Under California election law, Issa said, "more votes will be counted than federal law allows to be counted."

The state has not yet responded to the lawsuit in court.

However, a collection of activist groups, including the League of Women Voters, Vet Voice Foundation and the California Alliance for Retired Americans, have intervened in the case, in opposition to Issa's lawsuits.

They claim allowing Issa to win would result in legal votes not being counted and voters being disenfranchised. They noted more than 80% of voters in California cast ballots by mail.

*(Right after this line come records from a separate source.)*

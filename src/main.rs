use vision_trainer::config::{load_config, Config, RunMode};
use vision_trainer::confusion_matrix::{
    build_confusion_table, pretty_print_table, save_heatmap_png, save_table_csv,
};
use vision_trainer::corpus::{self, list_class_dirs};
use vision_trainer::dataset;
use vision_trainer::evaluate;
use vision_trainer::failures::LogSink;
use vision_trainer::providers::{
    LocalSmartResizeService, LocalTrainingService, ProjectId, RandomGuessPredictionService,
    TrainingService,
};

use rand::rngs::StdRng;
use rand::SeedableRng;
use std::env;
use std::path::Path;
use std::time::Instant;

// Main application
fn main() -> Result<(), Box<dyn std::error::Error>> {
    // Get command line arguments
    let args: Vec<String> = env::args().collect();

    // If no arguments provided, run the default mode from config
    if args.len() <= 1 {
        return run_from_config();
    }

    // Handle different commands
    match args[1].as_str() {
        "split" => {
            let mut config = load_config()?;
            init_logging(&config);

            // Override source/dataset directories if provided
            if args.len() > 2 {
                config.source_directory = args[2].clone();
            }
            if args.len() > 3 {
                config.dataset_directory = args[3].clone();
            }

            run_split(&config)?;
        }
        "prepare" => {
            let mut config = load_config()?;
            init_logging(&config);

            if args.len() > 2 {
                config.dataset_directory = args[2].clone();
            }

            run_prepare(&config)?;
        }
        "evaluate" => {
            let mut config = load_config()?;
            init_logging(&config);

            if args.len() > 2 {
                config.dataset_directory = args[2].clone();
            }

            run_evaluate(&config)?;
        }
        "run" => {
            let config = load_config()?;
            init_logging(&config);
            run_full(&config)?;
        }
        "config" => {
            if args.len() < 3 {
                println!("Usage: vision-trainer config <command> [args]");
                println!("Commands:");
                println!("  create - Create default configuration file");
                println!("  show   - Show current configuration");
                println!("  check  - Check configuration settings");
                println!("  set <key> <value> - Modify a configuration setting");
                return Ok(());
            }

            match args[2].as_str() {
                "create" => create_config()?,
                "show" => show_config()?,
                "check" => check_config()?,
                "set" => {
                    if args.len() < 5 {
                        println!("Usage: vision-trainer config set <key> <value>");
                        return Ok(());
                    }
                    set_config(&args[3], &args[4])?;
                }
                _ => {
                    println!("Unknown config command: {}", args[2]);
                }
            }
        }
        "help" => {
            print_help();
        }
        _ => {
            println!("Unknown command: {}", args[1]);
            print_help();
        }
    }

    Ok(())
}

/// Run the appropriate mode based on configuration
fn run_from_config() -> Result<(), Box<dyn std::error::Error>> {
    let config = load_config()?;
    init_logging(&config);

    println!("Running mode from configuration: {:?}", config.run_mode);

    match config.run_mode {
        RunMode::Split => run_split(&config),
        RunMode::Prepare => run_prepare(&config),
        RunMode::Evaluate => run_evaluate(&config),
        RunMode::Full => run_full(&config),
    }
}

fn init_logging(config: &Config) {
    let env = env_logger::Env::default().default_filter_or(config.log_level.clone());
    let _ = env_logger::Builder::from_env(env).try_init();
}

/// Split the source tree into TrainingSet and TestSet
fn run_split(config: &Config) -> Result<(), Box<dyn std::error::Error>> {
    println!("Splitting images from: {}", config.source_directory);
    println!("Train ratio: {:.0}%", config.train_ratio * 100.0);

    let mut sink = LogSink;
    let mut rng = rand::thread_rng();

    if config.perform_smart_resize {
        let mut assist = LocalSmartResizeService::new(config.jpeg_quality);
        dataset::split_dataset(config, Some(&mut assist), &mut rng, &mut sink)?;
    } else {
        dataset::split_dataset(config, None, &mut rng, &mut sink)?;
    }

    Ok(())
}

/// Build the training corpus and train the model
fn run_prepare(config: &Config) -> Result<(), Box<dyn std::error::Error>> {
    let training_root = config.get_training_set_dir();
    let labels = class_labels(&training_root)?;

    let project_name = config.project_name_or_default(&labels);
    println!("Creating or returning project - project name: {}", project_name);

    let mut training = LocalTrainingService::new(config.get_uploads_dir());
    let project = training.find_or_create_project(&project_name)?;

    let mut sink = LogSink;
    let mut rng = rand::thread_rng();

    println!("Creating the model");
    corpus::build_corpus(config, &mut training, &project, &mut rng, &mut sink, &training_root)?;

    println!("Waiting for training process to finish");
    training.train(&project)?;

    Ok(())
}

/// Score the trained model against the test set and export the confusion matrix
fn run_evaluate(config: &Config) -> Result<(), Box<dyn std::error::Error>> {
    let test_root = config.get_test_set_dir();
    let labels = class_labels(&test_root)?;

    let project_name = config.project_name_or_default(&labels);
    let project = ProjectId(project_name);

    let mut prediction = RandomGuessPredictionService::new(labels, StdRng::from_entropy());
    let mut sink = LogSink;

    println!("Testing the model");
    let outcome = evaluate::evaluate_model(config, &mut prediction, &project, &mut sink, &test_root)?;

    let table = build_confusion_table(&outcome.labels, &outcome.counts);
    pretty_print_table(&table);
    save_table_csv(&table, &test_root.join("result.csv"))?;

    if !outcome.labels.is_empty() {
        std::fs::create_dir_all(config.get_output_dir())?;
        let heatmap_path = config.get_output_dir().join("confusion_heatmap.png");
        save_heatmap_png(&outcome.labels, &outcome.counts, &heatmap_path)?;
    }

    Ok(())
}

/// Run the whole pipeline according to the configured phase toggles
fn run_full(config: &Config) -> Result<(), Box<dyn std::error::Error>> {
    let start = Instant::now();

    if config.perform_split {
        run_split(config)?;
    }
    if config.train_model {
        run_prepare(config)?;
    }
    if config.test_model {
        run_evaluate(config)?;
    }

    println!("RunTime: {:?}", start.elapsed());
    Ok(())
}

/// Class labels derived from the subdirectory names of a dataset root
fn class_labels(root: &Path) -> Result<Vec<String>, Box<dyn std::error::Error>> {
    if !root.exists() || !root.is_dir() {
        return Err(format!(
            "Dataset directory does not exist or is not a directory: {}",
            root.display()
        )
        .into());
    }
    let labels = list_class_dirs(root)?
        .iter()
        .map(|dir| dir.file_name().unwrap_or_default().to_string_lossy().to_string())
        .collect();
    Ok(labels)
}

/// Create default configuration file
fn create_config() -> Result<(), Box<dyn std::error::Error>> {
    let config = Config::default();
    config.save_to_file("config.json")?;
    println!("Created default configuration file: config.json");
    Ok(())
}

/// Show current configuration
fn show_config() -> Result<(), Box<dyn std::error::Error>> {
    let config = load_config()?;
    println!("{:#?}", config);
    Ok(())
}

/// Check configuration settings
fn check_config() -> Result<(), Box<dyn std::error::Error>> {
    let config = load_config()?;

    println!("Configuration check:");
    println!("  Source directory: {}", config.get_source_dir().display());
    println!("  Dataset directory: {}", config.get_dataset_dir().display());
    println!("  Output directory: {}", config.get_output_dir().display());
    println!("  Target image size: {}", config.target_image_size);
    println!("  Padding: {} px", config.pad_pixels);
    println!("  Augmentation: {} ({} variants)", config.perform_augmentation, config.variant_count);
    println!("  Train ratio: {:.0}%", config.train_ratio * 100.0);
    println!("  Smart resize: {}", config.perform_smart_resize);

    Ok(())
}

/// Set configuration setting
fn set_config(key: &str, value: &str) -> Result<(), Box<dyn std::error::Error>> {
    let mut config = load_config()?;

    // Update configuration based on key
    match key {
        "target_image_size" => {
            let size = value.parse::<u32>()?;
            if size < 32 || size > 2048 {
                return Err("Target image size must be between 32 and 2048".into());
            }
            config.target_image_size = size;
        }
        "pad_pixels" => {
            config.pad_pixels = value.parse::<u32>()?;
        }
        "train_ratio" => {
            let ratio = value.parse::<f64>()?;
            if ratio < 0.0 || ratio > 1.0 {
                return Err("Train ratio must be between 0.0 and 1.0".into());
            }
            config.train_ratio = ratio;
        }
        "perform_augmentation" => {
            config.perform_augmentation = value.parse::<bool>()?;
        }
        "perform_smart_resize" => {
            config.perform_smart_resize = value.parse::<bool>()?;
        }
        "project_name" => {
            config.project_name = value.to_string();
        }
        "source_directory" => {
            config.source_directory = value.to_string();
        }
        "dataset_directory" => {
            config.dataset_directory = value.to_string();
        }
        "output_directory" => {
            config.output_directory = value.to_string();
        }
        _ => {
            return Err(format!("Unknown configuration key: {}", key).into());
        }
    }

    // Save updated configuration
    config.save_to_file("config.json")?;
    println!("Updated configuration saved");
    Ok(())
}

/// Print help information
fn print_help() {
    println!("Vision Trainer - Transfer Learning Dataset Pipeline");
    println!();
    println!("Commands:");
    println!("  split [source_dir] [dataset_dir]  - Split source images into TrainingSet and TestSet");
    println!("  prepare [dataset_dir]             - Build the training corpus and train the model");
    println!("  evaluate [dataset_dir]            - Score the model and export the confusion matrix");
    println!("  run                               - Run split, prepare and evaluate in sequence");
    println!("  config <subcommand>               - Manage configuration");
    println!("  help                              - Show this help message");
    println!();
    println!("Running without arguments:");
    println!("  The application will run according to the \"run_mode\" setting in config.json");
    println!();
    println!("Available run_mode values:");
    println!("  - split");
    println!("  - prepare");
    println!("  - evaluate");
    println!("  - full");
}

To this point, no one has filed a motion to dismiss the lawsuit. In an order issued June 2, U.S. District Judge Andrew G. Schopler called for such a motion to be filed on June 11. Schopler directed all replies to that motion to be filed by July 28, and all replies to those responses to be filed by Aug. 27.

In an order posted on May 16, Schopler indicated that "any motion to dismiss in this case must address the standing and ripeness issues" which were discussed in court at a hearing that same date.

Likely, those "standing and ripeness issues" would be similar to those that led to the Illinois judges to reject Bost's lawsuit against that state's vote-by-mail law.

However, those questions are likely to be addressed by the U.S. Supreme Court in coming months. The court has not yet scheduled oral arguments in the Illinois case, but such arguments are likely to be held sometime in the period of October 2025 to April 2026.

In response to the Supreme Court's agreement to hear Bost's case, Fitton said: “It is an injustice that the courts would deny a federal candidate the ability to challenge an election provision that could lead to illegal votes being cast and counted for two weeks after Election Day.

“The Supreme Court’s decision to hear this case is a critical opportunity to uphold federal law, protect voter rights, and ensure election integrity."